== TASK DATA

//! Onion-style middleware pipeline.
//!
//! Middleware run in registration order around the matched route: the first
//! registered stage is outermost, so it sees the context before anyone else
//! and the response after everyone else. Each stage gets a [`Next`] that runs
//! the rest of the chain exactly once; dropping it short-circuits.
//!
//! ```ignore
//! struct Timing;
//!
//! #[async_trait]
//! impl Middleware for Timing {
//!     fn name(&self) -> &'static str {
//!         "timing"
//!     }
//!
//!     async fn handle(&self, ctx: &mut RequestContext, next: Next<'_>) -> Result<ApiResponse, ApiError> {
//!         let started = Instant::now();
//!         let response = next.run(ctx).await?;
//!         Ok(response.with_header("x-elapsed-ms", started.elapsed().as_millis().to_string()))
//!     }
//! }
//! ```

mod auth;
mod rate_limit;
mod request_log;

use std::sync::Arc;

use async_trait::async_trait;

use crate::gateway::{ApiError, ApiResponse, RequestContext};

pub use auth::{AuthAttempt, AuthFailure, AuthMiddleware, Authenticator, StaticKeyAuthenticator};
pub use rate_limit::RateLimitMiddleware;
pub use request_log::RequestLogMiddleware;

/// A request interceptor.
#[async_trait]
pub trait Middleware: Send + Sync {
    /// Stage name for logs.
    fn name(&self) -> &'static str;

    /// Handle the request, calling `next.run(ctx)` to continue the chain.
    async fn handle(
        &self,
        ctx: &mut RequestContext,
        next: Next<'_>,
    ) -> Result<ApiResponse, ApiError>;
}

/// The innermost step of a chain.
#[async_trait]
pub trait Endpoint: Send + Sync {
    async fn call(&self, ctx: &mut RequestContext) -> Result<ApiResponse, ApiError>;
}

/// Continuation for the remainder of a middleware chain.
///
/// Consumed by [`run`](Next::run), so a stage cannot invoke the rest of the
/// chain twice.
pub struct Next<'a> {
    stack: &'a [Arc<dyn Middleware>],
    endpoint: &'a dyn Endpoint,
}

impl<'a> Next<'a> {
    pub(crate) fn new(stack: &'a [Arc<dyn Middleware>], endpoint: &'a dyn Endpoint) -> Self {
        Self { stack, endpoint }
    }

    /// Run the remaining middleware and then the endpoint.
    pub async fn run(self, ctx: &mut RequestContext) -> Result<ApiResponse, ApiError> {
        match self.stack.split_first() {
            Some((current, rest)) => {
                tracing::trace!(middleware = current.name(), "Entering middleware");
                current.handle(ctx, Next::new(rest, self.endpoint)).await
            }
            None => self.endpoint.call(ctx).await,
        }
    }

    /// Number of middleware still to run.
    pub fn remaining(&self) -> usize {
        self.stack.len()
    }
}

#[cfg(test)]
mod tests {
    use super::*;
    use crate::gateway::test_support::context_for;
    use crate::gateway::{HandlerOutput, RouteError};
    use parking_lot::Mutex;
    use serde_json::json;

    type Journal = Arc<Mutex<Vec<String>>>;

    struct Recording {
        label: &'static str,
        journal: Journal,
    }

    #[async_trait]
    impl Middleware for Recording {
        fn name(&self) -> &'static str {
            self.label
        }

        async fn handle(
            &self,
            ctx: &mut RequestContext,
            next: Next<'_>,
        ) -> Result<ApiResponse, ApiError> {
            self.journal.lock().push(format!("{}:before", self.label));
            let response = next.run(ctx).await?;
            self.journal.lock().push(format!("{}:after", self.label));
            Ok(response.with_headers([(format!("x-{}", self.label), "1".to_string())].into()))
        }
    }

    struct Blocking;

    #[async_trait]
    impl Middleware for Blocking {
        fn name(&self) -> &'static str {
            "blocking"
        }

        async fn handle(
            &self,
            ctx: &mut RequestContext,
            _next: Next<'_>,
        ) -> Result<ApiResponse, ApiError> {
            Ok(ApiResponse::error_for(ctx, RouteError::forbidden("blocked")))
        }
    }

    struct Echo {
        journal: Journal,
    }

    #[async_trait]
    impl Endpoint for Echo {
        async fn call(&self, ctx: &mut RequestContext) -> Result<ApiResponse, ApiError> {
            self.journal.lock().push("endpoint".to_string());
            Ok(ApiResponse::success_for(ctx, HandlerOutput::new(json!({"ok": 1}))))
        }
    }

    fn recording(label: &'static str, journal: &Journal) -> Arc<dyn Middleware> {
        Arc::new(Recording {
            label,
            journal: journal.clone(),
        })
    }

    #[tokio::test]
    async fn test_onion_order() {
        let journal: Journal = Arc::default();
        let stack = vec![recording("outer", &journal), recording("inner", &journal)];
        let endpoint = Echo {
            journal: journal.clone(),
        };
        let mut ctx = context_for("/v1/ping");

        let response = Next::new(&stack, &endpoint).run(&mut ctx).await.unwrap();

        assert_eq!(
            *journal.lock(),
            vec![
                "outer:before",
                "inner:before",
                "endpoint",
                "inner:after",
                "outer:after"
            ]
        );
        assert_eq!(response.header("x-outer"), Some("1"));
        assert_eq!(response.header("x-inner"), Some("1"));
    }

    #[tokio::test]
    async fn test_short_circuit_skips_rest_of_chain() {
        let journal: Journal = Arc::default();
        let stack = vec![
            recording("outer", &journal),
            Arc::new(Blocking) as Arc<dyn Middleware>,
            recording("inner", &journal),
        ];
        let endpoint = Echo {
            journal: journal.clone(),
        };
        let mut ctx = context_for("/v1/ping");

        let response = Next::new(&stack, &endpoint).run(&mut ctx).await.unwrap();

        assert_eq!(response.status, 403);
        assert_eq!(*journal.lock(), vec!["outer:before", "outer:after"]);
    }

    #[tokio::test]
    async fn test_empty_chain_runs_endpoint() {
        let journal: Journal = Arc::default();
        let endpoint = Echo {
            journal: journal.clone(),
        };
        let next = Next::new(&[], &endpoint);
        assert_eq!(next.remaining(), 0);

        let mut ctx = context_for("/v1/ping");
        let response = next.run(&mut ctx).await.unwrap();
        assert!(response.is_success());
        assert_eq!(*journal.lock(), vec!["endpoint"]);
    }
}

====

The answer should be only the number of lines in the data that include "Some".

TASK OUTPUT
3